Remembering a wood warrior
Acclaimed South African wood sculptor John Mehwana Mehlwana Baloyi (42), and an assistant who was travelling with him, died tragically in a car accident in Elim, Limpopo, on May 15.
Baloyi was the first artist in Limpopo to open a rural-based gallery—the Mashamba Art Gallery and Museum—elevating the status of the often-ignored and marginalised artists of the Vatsonga and VhaVenda. His mission was to bypass art dealers and middle-men, believing that the production of art is integral to a person’s full development by giving them a sense of history, identity and dignity.
Baloyi used his meagre resources from the sale of his arts to build his gallery in an area lacking substantial economic growth, where people live in mud huts and water is scarce. He bought a generator to enable fellow artists to work after dark and was planning to drill for water to install flushing toilets.

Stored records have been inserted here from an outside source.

//! Web scraper module for coteur.com
//!
//! Provides source fetch strategies, HTML parsing, and per-match odds
//! extraction with bounded retry.

pub mod browser;
pub mod extract;
pub mod fetch;
pub mod http;
pub mod parsers;
pub mod rate_limiter;

pub use browser::Browser;
pub use extract::{MatchReport, OddsExtractor};
pub use fetch::{RawContent, Readiness, SourceFetcher};
pub use rate_limiter::RateLimiter;

use crate::types::Sport;

/// Base URL for coteur.com
pub const BASE_URL: &str = "https://www.coteur.com";

/// Path prefix of prognosis pages embedded in structured-data blocks
pub const PRONOSTIC_PREFIX: &str = "/match/pronostic-";

/// Path segment identifying odds-bearing pages
pub const ODDS_PATH_SEGMENT: &str = "/cote/";

/// Build the competition listing URL for a sport
pub fn listing_url(sport: Sport) -> String {
    format!("{}/cotes/{}", BASE_URL, sport.slug())
}

/// Absolutize a site path and rewrite prognosis URLs to their odds-bearing
/// variant (`/match/pronostic-...` serves editorial content; `/cote/...`
/// carries the booklines).
pub fn odds_page_url(path_or_url: &str) -> String {
    let absolute = if path_or_url.starts_with("http") {
        path_or_url.to_string()
    } else {
        format!("{}{}", BASE_URL, path_or_url)
    };
    absolute.replace(PRONOSTIC_PREFIX, ODDS_PATH_SEGMENT)
}
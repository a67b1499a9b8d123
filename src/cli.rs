//! CLI commands for coteur-odds.
//!
//! The table printers below stand in for the interactive dashboard: they
//! render the flat odds table and the average-payout summary.

use clap::{Parser, Subcommand};
use tracing::warn;

use crate::config::{AppConfig, CatalogKind, FetchMode};
use crate::pipeline::{ScrapeOutcome, ScrapeSession, Selection};
use crate::types::{odds_headers, CompetitionRecord, Sport, ALL_BOOKMAKERS};

#[derive(Parser)]
#[command(name = "coteur-odds")]
#[command(version, about = "Betting odds scraper and payout aggregator for coteur.com", long_about = None)]
pub struct Cli {
    #[command(subcommand)]
    pub command: Commands,
}

#[derive(Subcommand)]
pub enum Commands {
    /// List competitions for a sport from the configured catalog
    Competitions {
        /// Sport category
        #[arg(value_enum)]
        sport: Sport,

        /// Catalog source override
        #[arg(short, long, value_enum)]
        source: Option<CatalogKind>,

        /// Output format (table, json)
        #[arg(short, long, default_value = "table")]
        format: String,
    },

    /// Scrape odds for selected competitions and compute average payouts
    Scrape {
        /// Sport category (fixes the market arity)
        #[arg(value_enum)]
        sport: Sport,

        /// Competition names to scrape; defaults to the whole catalog
        #[arg(short, long, value_delimiter = ',')]
        competitions: Vec<String>,

        /// Bookmakers to keep; defaults to the full allow-list
        #[arg(short, long, value_delimiter = ',')]
        bookmakers: Vec<String>,

        /// Maximum matches per competition
        #[arg(short, long, default_value_t = 5)]
        max_matches: usize,

        /// Catalog source override
        #[arg(short, long, value_enum)]
        source: Option<CatalogKind>,

        /// Fetch strategy override
        #[arg(long, value_enum)]
        fetcher: Option<FetchMode>,

        /// Output format (table, json)
        #[arg(short, long, default_value = "table")]
        format: String,
    },
}

/// List the competition catalog for a sport.
pub async fn run_competitions(
    sport: Sport,
    source: Option<CatalogKind>,
    format: String,
) -> anyhow::Result<()> {
    let config = AppConfig::load()?;
    let kind = source.unwrap_or(config.catalog.source);

    let mut session = ScrapeSession::new(config).await?;
    let result = session.load_competitions(sport, kind).await;
    let records = match result {
        Ok(records) => records,
        Err(e) => {
            session.close().await;
            return Err(e.into());
        }
    };
    session.close().await;

    match format.as_str() {
        "json" => println!("{}", serde_json::to_string_pretty(&records)?),
        _ => print_competitions_table(&records),
    }

    Ok(())
}

/// Run the scraping pipeline and display both output tables.
pub async fn run_scrape(
    sport: Sport,
    competitions: Vec<String>,
    bookmakers: Vec<String>,
    max_matches: usize,
    source: Option<CatalogKind>,
    fetcher: Option<FetchMode>,
    format: String,
) -> anyhow::Result<()> {
    let mut config = AppConfig::load()?;
    if let Some(mode) = fetcher {
        config.scraper.fetch_mode = mode;
    }
    let kind = source.unwrap_or(config.catalog.source);

    let mut session = ScrapeSession::new(config).await?;

    let catalog = match session.load_competitions(sport, kind).await {
        Ok(catalog) => catalog,
        Err(e) => {
            session.close().await;
            return Err(e.into());
        }
    };

    let selected = select_competitions(&catalog, &competitions);
    if selected.is_empty() {
        session.close().await;
        anyhow::bail!("no matching competitions for {:?}", sport);
    }

    let bookmakers = if bookmakers.is_empty() {
        ALL_BOOKMAKERS.iter().map(|b| b.to_string()).collect()
    } else {
        bookmakers
    };

    let selection = Selection {
        sport,
        competitions: selected,
        bookmakers,
        max_matches,
    };

    let outcome = session.run(&selection).await;
    session.close().await;

    match format.as_str() {
        "json" => println!("{}", serde_json::to_string_pretty(&outcome)?),
        _ => {
            print_payout_table(&outcome, sport);
            print_odds_table(&outcome, sport);
        }
    }

    Ok(())
}

/// Keep catalog entries matching the requested names, preserving the
/// user's selection order. An empty request selects the whole catalog.
fn select_competitions(
    catalog: &[CompetitionRecord],
    requested: &[String],
) -> Vec<CompetitionRecord> {
    if requested.is_empty() {
        return catalog.to_vec();
    }

    let mut selected = Vec::new();
    for name in requested {
        match catalog.iter().find(|r| &r.name == name) {
            Some(record) => selected.push(record.clone()),
            None => warn!("unknown competition: {}", name),
        }
    }
    selected
}

fn print_competitions_table(records: &[CompetitionRecord]) {
    println!("{:<16} {:<32} URL", "Country", "Competition");
    for record in records {
        println!("{:<16} {:<32} {}", record.country, record.name, record.url);
    }
    println!();
    println!("{} competitions", records.len());
}

fn print_odds_table(outcome: &ScrapeOutcome, sport: Sport) {
    println!("=== Retrieved {} Odds ===", sport.sheet_name());
    if outcome.rows.is_empty() {
        println!("  (no odds retrieved)");
        return;
    }

    let headers = odds_headers(sport.arity());
    print_odds_line(&headers.iter().map(|h| h.to_string()).collect::<Vec<_>>());
    for row in &outcome.rows {
        print_odds_line(&row.columns().iter().map(|c| c.to_string()).collect::<Vec<_>>());
    }
    println!();
}

fn print_odds_line(cells: &[String]) {
    let mut line = String::new();
    for (i, cell) in cells.iter().enumerate() {
        if i == 0 {
            line.push_str(&format!("{:<32}", cell));
        } else if i == 1 {
            line.push_str(&format!(" {:<14}", cell));
        } else {
            line.push_str(&format!(" {:>8}", cell));
        }
    }
    println!("{}", line);
}

fn print_payout_table(outcome: &ScrapeOutcome, sport: Sport) {
    println!("=== Average Payout by Operator - {} ===", sport.sheet_name());
    if outcome.summary.is_empty() {
        println!("  (no payout data)");
    }
    for entry in &outcome.summary {
        println!("  {:<14} {:>8}", entry.bookmaker, entry.formatted());
    }
    println!();
}

#[cfg(test)]
mod tests {
    use super::*;

    fn catalog() -> Vec<CompetitionRecord> {
        vec![
            CompetitionRecord {
                country: "France".to_string(),
                name: "Ligue 1".to_string(),
                url: "https://www.coteur.com/competition/france/ligue-1".to_string(),
            },
            CompetitionRecord {
                country: "Angleterre".to_string(),
                name: "Premier League".to_string(),
                url: "https://www.coteur.com/competition/angleterre/premier-league".to_string(),
            },
        ]
    }

    #[test]
    fn test_select_all_when_empty() {
        let selected = select_competitions(&catalog(), &[]);
        assert_eq!(selected.len(), 2);
    }

    #[test]
    fn test_select_preserves_request_order() {
        let requested = vec!["Premier League".to_string(), "Ligue 1".to_string()];
        let selected = select_competitions(&catalog(), &requested);

        assert_eq!(selected.len(), 2);
        assert_eq!(selected[0].name, "Premier League");
        assert_eq!(selected[1].name, "Ligue 1");
    }

    #[test]
    fn test_select_skips_unknown_names() {
        let requested = vec!["Serie A".to_string(), "Ligue 1".to_string()];
        let selected = select_competitions(&catalog(), &requested);

        assert_eq!(selected.len(), 1);
        assert_eq!(selected[0].name, "Ligue 1");
    }
}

The gallery took almost a decade to build and housed the work of some of South Africa’s leading wood sculptors including Jackson “Xidonkana” Hlungwani, Lucky Makamu, Thomas Kubayi, Owen Ndou, David Murathi, Sarah Munyai and the renowned Mukondeni potters. It was his hope that it would create a demand for art from the new black middle class and, I reckon, allow them to acquire pieces at reasonable prices rather than be instrumental in the production of art solely for export.
A month ago, when I last saw Baloyi at a Limpopo Arts and Culture Association (Laca) conference in Polokwane, he lamented the lack of support from the government. He dearly wanted funding to finish his gallery and build proper sanitation. His work may have graced glossy tourism publications, but he received no meaningful official support.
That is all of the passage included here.